Isolation of a Ruthenium Pyrazole-Amido Intermediate in Catalytic Ammonia Oxidation by a Ruthenium Complex Bearing a Bipyrazole-Bipyridine Ligand

Metal nitrido/imido/amido (M≡N/M=NH/M–NH₂) species are generally proposed as active intermediates for N–N bond formation in catalytic ammonia oxidation (AO). We report herein electrochemical and chemical AO to N₂catalyzed by ruthenium complexes with tetradentate bipyrazole-bipyridine ligands that bear alkyl groups at the pyrazole rings, [Ru(H₂^t-BuL)(pic)₂]²⁺(1, H₂^t-BuL = 6,6′-bis(5-(tert-butyl)-1H-pyrazol-3-yl)-2,2′-bipyridine) and [Ru(H₂^MeL)(pic)₂]²⁺(2, H₂^MeL = 6,6′-bis(5-methyl-1H-pyrazol-3-yl)-2,2′-bipyridine).

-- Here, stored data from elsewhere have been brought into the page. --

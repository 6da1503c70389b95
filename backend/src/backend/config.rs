//! # Application Configuration
//!
//! Settings are read once at startup from a YAML file and then overlaid with
//! environment variables. Every field has a default, so an absent file is
//! fine for local development.
//!
//! ```yaml
//! backend: local            # or "firestore"
//! data_dir: ~/jersey-data
//! port: 3000
//! cache:
//!   ttl_secs: 300
//! firebase:
//!   api_key: "..."
//!   project_id: "jersey-orders"
//! ```

use anyhow::{bail, Context, Result};
use log::{info, warn};
use serde::{Deserialize, Serialize};
use std::path::{Path, PathBuf};
use std::time::Duration;

/// Environment variable naming the config file
pub const CONFIG_PATH_ENV: &str = "JERSEY_CONFIG";
pub const DEFAULT_CONFIG_FILE: &str = "jersey-orders.yaml";

/// Which [`DocumentStore`](crate::backend::storage::DocumentStore) serves the domain
#[derive(Debug, Clone, Copy, Default, PartialEq, Eq, Serialize, Deserialize)]
#[serde(rename_all = "lowercase")]
pub enum BackendKind {
    #[default]
    Local,
    Firestore,
}

impl BackendKind {
    pub fn parse(value: &str) -> Option<Self> {
        match value.trim().to_ascii_lowercase().as_str() {
            "local" | "localstorage" => Some(Self::Local),
            "firestore" | "firebase" => Some(Self::Firestore),
            _ => None,
        }
    }
}

#[derive(Debug, Clone, PartialEq, Serialize, Deserialize)]
#[serde(default)]
pub struct CacheConfig {
    pub ttl_secs: u64,
    pub memory_capacity: usize,
    pub sweep_interval_secs: u64,
}

impl Default for CacheConfig {
    fn default() -> Self {
        Self {
            ttl_secs: 300,
            memory_capacity: 100,
            sweep_interval_secs: 60,
        }
    }
}

impl CacheConfig {
    pub fn ttl(&self) -> Duration {
        Duration::from_secs(self.ttl_secs)
    }

    pub fn sweep_interval(&self) -> Duration {
        Duration::from_secs(self.sweep_interval_secs.max(1))
    }
}

#[derive(Debug, Clone, PartialEq, Serialize, Deserialize)]
#[serde(default)]
pub struct AuthConfig {
    /// Upper bound on a single sign-in/sign-up call
    pub timeout_secs: u64,
    pub max_login_attempts: u32,
    pub lockout_minutes: u64,
    pub session_timeout_minutes: u64,
}

impl Default for AuthConfig {
    fn default() -> Self {
        Self {
            timeout_secs: 10,
            max_login_attempts: 5,
            lockout_minutes: 15,
            session_timeout_minutes: 8 * 60,
        }
    }
}

#[derive(Debug, Clone, Default, PartialEq, Serialize, Deserialize)]
#[serde(default)]
pub struct FirebaseConfig {
    pub api_key: String,
    pub project_id: String,
    /// Override for the Identity Toolkit endpoint (emulators, tests)
    pub auth_url: Option<String>,
    /// Override for the Firestore endpoint (emulators, tests)
    pub firestore_url: Option<String>,
}

impl FirebaseConfig {
    pub fn is_configured(&self) -> bool {
        !self.api_key.trim().is_empty() && !self.project_id.trim().is_empty()
    }
}

#[derive(Debug, Clone, PartialEq, Serialize, Deserialize)]
#[serde(default)]
pub struct ZohoConfig {
    pub client_id: String,
    pub client_secret: String,
    pub organization_id: String,
    pub redirect_uri: String,
    pub accounts_url: String,
    pub api_url: String,
}

impl Default for ZohoConfig {
    fn default() -> Self {
        Self {
            client_id: String::new(),
            client_secret: String::new(),
            organization_id: String::new(),
            redirect_uri: "http://localhost:3000/api/zoho/callback".to_string(),
            accounts_url: "https://accounts.zoho.com".to_string(),
            api_url: "https://www.zohoapis.com/books/v3".to_string(),
        }
    }
}

impl ZohoConfig {
    pub fn is_configured(&self) -> bool {
        !self.client_id.trim().is_empty()
            && !self.client_secret.trim().is_empty()
            && !self.organization_id.trim().is_empty()
    }
}

/// Settings for the outbound REST client
#[derive(Debug, Clone, PartialEq, Serialize, Deserialize)]
#[serde(default)]
pub struct ApiConfig {
    pub base_url: String,
    pub timeout_secs: u64,
    pub max_retries: u32,
    pub retry_delay_ms: u64,
}

impl Default for ApiConfig {
    fn default() -> Self {
        Self {
            base_url: "http://localhost:3001/api".to_string(),
            timeout_secs: 30,
            max_retries: 3,
            retry_delay_ms: 1000,
        }
    }
}

#[derive(Debug, Clone, PartialEq, Serialize, Deserialize)]
#[serde(default)]
pub struct AppConfig {
    pub backend: BackendKind,
    /// Directory for the file-backed key/value store; platform data dir when unset
    pub data_dir: Option<PathBuf>,
    pub host: String,
    pub port: u16,
    pub allowed_origin: String,
    pub cache: CacheConfig,
    pub auth: AuthConfig,
    pub firebase: FirebaseConfig,
    pub zoho: ZohoConfig,
    pub api: ApiConfig,
}

impl Default for AppConfig {
    fn default() -> Self {
        Self {
            backend: BackendKind::Local,
            data_dir: None,
            host: "127.0.0.1".to_string(),
            port: 3000,
            allowed_origin: "http://localhost:8080".to_string(),
            cache: CacheConfig::default(),
            auth: AuthConfig::default(),
            firebase: FirebaseConfig::default(),
            zoho: ZohoConfig::default(),
            api: ApiConfig::default(),
        }
    }
}

impl AppConfig {
    /// Load from `$JERSEY_CONFIG` (or `jersey-orders.yaml`) plus process environment
    pub fn load() -> Result<Self> {
        let path = std::env::var(CONFIG_PATH_ENV).unwrap_or_else(|_| DEFAULT_CONFIG_FILE.to_string());
        let mut config = Self::from_file_or_default(Path::new(&path))?;
        config.apply_overrides(|name| std::env::var(name).ok())?;
        config.validate()?;
        Ok(config)
    }

    /// Parse a YAML config file; a missing file yields the defaults
    pub fn from_file_or_default(path: &Path) -> Result<Self> {
        if !path.exists() {
            info!("📄 No config file at {}, using defaults", path.display());
            return Ok(Self::default());
        }

        let yaml_content = std::fs::read_to_string(path)
            .with_context(|| format!("Failed to read config file {}", path.display()))?;
        let config = Self::from_yaml(&yaml_content)
            .with_context(|| format!("Failed to parse config file {}", path.display()))?;
        info!("📄 Loaded config from {}", path.display());
        Ok(config)
    }

    pub fn from_yaml(yaml_content: &str) -> Result<Self> {
        if yaml_content.trim().is_empty() {
            return Ok(Self::default());
        }
        Ok(serde_yaml::from_str(yaml_content)?)
    }

    /// Overlay values from the environment, looked up through `lookup`
    pub fn apply_overrides<F>(&mut self, lookup: F) -> Result<()>
    where
        F: Fn(&str) -> Option<String>,
    {
        let var = |name: &str| lookup(name).filter(|v| !v.trim().is_empty());

        if let Some(value) = var("JERSEY_BACKEND") {
            self.backend = BackendKind::parse(&value)
                .with_context(|| format!("JERSEY_BACKEND must be 'local' or 'firestore', got '{}'", value))?;
        }
        if let Some(value) = var("JERSEY_DATA_DIR") {
            self.data_dir = Some(PathBuf::from(value));
        }
        if let Some(value) = var("JERSEY_PORT") {
            self.port = value
                .trim()
                .parse()
                .with_context(|| format!("JERSEY_PORT is not a valid port: '{}'", value))?;
        }
        if let Some(value) = var("FIREBASE_API_KEY") {
            self.firebase.api_key = value;
        }
        if let Some(value) = var("FIREBASE_PROJECT_ID") {
            self.firebase.project_id = value;
        }
        if let Some(value) = var("ZOHO_CLIENT_ID") {
            self.zoho.client_id = value;
        }
        if let Some(value) = var("ZOHO_CLIENT_SECRET") {
            self.zoho.client_secret = value;
        }
        if let Some(value) = var("ZOHO_ORGANIZATION_ID") {
            self.zoho.organization_id = value;
        }
        Ok(())
    }

    /// Reject combinations that cannot start
    pub fn validate(&self) -> Result<()> {
        if self.backend == BackendKind::Firestore && !self.firebase.is_configured() {
            bail!("backend 'firestore' requires firebase.api_key and firebase.project_id");
        }
        if self.auth.max_login_attempts == 0 {
            bail!("auth.max_login_attempts must be at least 1");
        }
        if !self.zoho.is_configured() {
            warn!("Zoho Books credentials are not configured; invoice sync is disabled");
        }
        Ok(())
    }

    /// Data directory with `~` expanded, defaulting to the platform data dir
    pub fn resolved_data_dir(&self) -> PathBuf {
        match &self.data_dir {
            Some(dir) => expand_home(dir),
            None => dirs::data_dir()
                .or_else(dirs::home_dir)
                .unwrap_or_else(std::env::temp_dir)
                .join("jersey-orders"),
        }
    }

    pub fn bind_address(&self) -> String {
        format!("{}:{}", self.host, self.port)
    }
}

pub(crate) fn expand_home(path: &Path) -> PathBuf {
    let Some(text) = path.to_str() else {
        return path.to_path_buf();
    };
    let Some(home) = dirs::home_dir() else {
        return path.to_path_buf();
    };
    if text == "~" {
        home
    } else if let Some(rest) = text.strip_prefix("~/").or_else(|| text.strip_prefix("~\\")) {
        home.join(rest)
    } else {
        path.to_path_buf()
    }
}

#[cfg(test)]
mod tests {
    use super::*;
    use std::collections::HashMap;

    fn env(pairs: &[(&str, &str)]) -> impl Fn(&str) -> Option<String> {
        let map: HashMap<String, String> = pairs
            .iter()
            .map(|(k, v)| (k.to_string(), v.to_string()))
            .collect();
        move |name| map.get(name).cloned()
    }

    #[test]
    fn test_defaults_when_yaml_empty() {
        let config = AppConfig::from_yaml("").unwrap();
        assert_eq!(config, AppConfig::default());
        assert_eq!(config.backend, BackendKind::Local);
        assert_eq!(config.cache.ttl(), Duration::from_secs(300));
        assert_eq!(config.auth.max_login_attempts, 5);
    }

    #[test]
    fn test_partial_yaml_keeps_other_defaults() {
        let yaml = r#"
backend: firestore
port: 8088
cache:
  ttl_secs: 30
firebase:
  api_key: abc
  project_id: jerseys
"#;
        let config = AppConfig::from_yaml(yaml).unwrap();
        assert_eq!(config.backend, BackendKind::Firestore);
        assert_eq!(config.port, 8088);
        assert_eq!(config.cache.ttl_secs, 30);
        assert_eq!(config.cache.memory_capacity, 100);
        assert!(config.firebase.is_configured());
        assert!(config.validate().is_ok());
    }

    #[test]
    fn test_env_overrides_win() {
        let mut config = AppConfig::default();
        config
            .apply_overrides(env(&[
                ("JERSEY_BACKEND", "Firestore"),
                ("JERSEY_PORT", "9000"),
                ("JERSEY_DATA_DIR", "/srv/jerseys"),
                ("FIREBASE_API_KEY", "key"),
                ("FIREBASE_PROJECT_ID", "proj"),
                ("ZOHO_CLIENT_ID", ""),
            ]))
            .unwrap();

        assert_eq!(config.backend, BackendKind::Firestore);
        assert_eq!(config.port, 9000);
        assert_eq!(config.resolved_data_dir(), PathBuf::from("/srv/jerseys"));
        assert_eq!(config.firebase.api_key, "key");
        // Blank values are ignored
        assert!(config.zoho.client_id.is_empty());
    }

    #[test]
    fn test_invalid_env_values_are_errors() {
        let mut config = AppConfig::default();
        assert!(config.apply_overrides(env(&[("JERSEY_PORT", "eighty")])).is_err());
        assert!(config.apply_overrides(env(&[("JERSEY_BACKEND", "mongo")])).is_err());
    }

    #[test]
    fn test_firestore_without_credentials_fails_validation() {
        let config = AppConfig {
            backend: BackendKind::Firestore,
            ..AppConfig::default()
        };
        assert!(config.validate().is_err());
    }

    #[test]
    fn test_from_file_reads_yaml() {
        let dir = tempfile::tempdir().unwrap();
        let path = dir.path().join("jersey.yaml");
        std::fs::write(&path, "port: 4100\nallowed_origin: http://example.test\n").unwrap();

        let config = AppConfig::from_file_or_default(&path).unwrap();
        assert_eq!(config.port, 4100);
        assert_eq!(config.allowed_origin, "http://example.test");

        let missing = AppConfig::from_file_or_default(&dir.path().join("nope.yaml")).unwrap();
        assert_eq!(missing, AppConfig::default());
    }

    #[test]
    fn test_tilde_expansion() {
        let home = dirs::home_dir().unwrap();
        assert_eq!(expand_home(Path::new("~/data")), home.join("data"));
        assert_eq!(expand_home(Path::new("/abs")), PathBuf::from("/abs"));
    }
}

In the presence of excess NH₃, the cyclic voltammogram (CV) of 1 exhibits a catalytic current with an onset potential at 0.05 V (vs Fc^+/0). Controlled potential electrolysis at 0.70 V produced N₂with a Faradaic efficiency of up to 97%. In chemical AO by 1 using (4-BrPh)₃N^•+as an oxidant, an unprecedented ruthenium(IV) pyrazole-amido intermediate (Ru–NH–N(pyz), 3′) was isolated and characterized; its chloro derivative (4) was also isolated and structurally characterized with a Ru–NH bond length of 1.9037(108) Å. 3′ is formed by insertion of NH derived from NH₃into the Ru–N(pyz) bond. 3′ is readily deprotonated by excess NH₃to give a ruthenium(IV) pyrazole-imido species (Ru=N–N(pyz), 3). 3 undergoes N–N bond formation via nucleophilic attack by NH₃. Density functional theory (DFT) studies showed that the ruthenium(IV) pyrazole-imido intermediate is much more stable than terminal Ru≡N/Ru=NH intermediates. Similar stable intermediates may also occur in other ruthenium AO catalysts with ligands that have pyrazole- or pyridine-type end groups.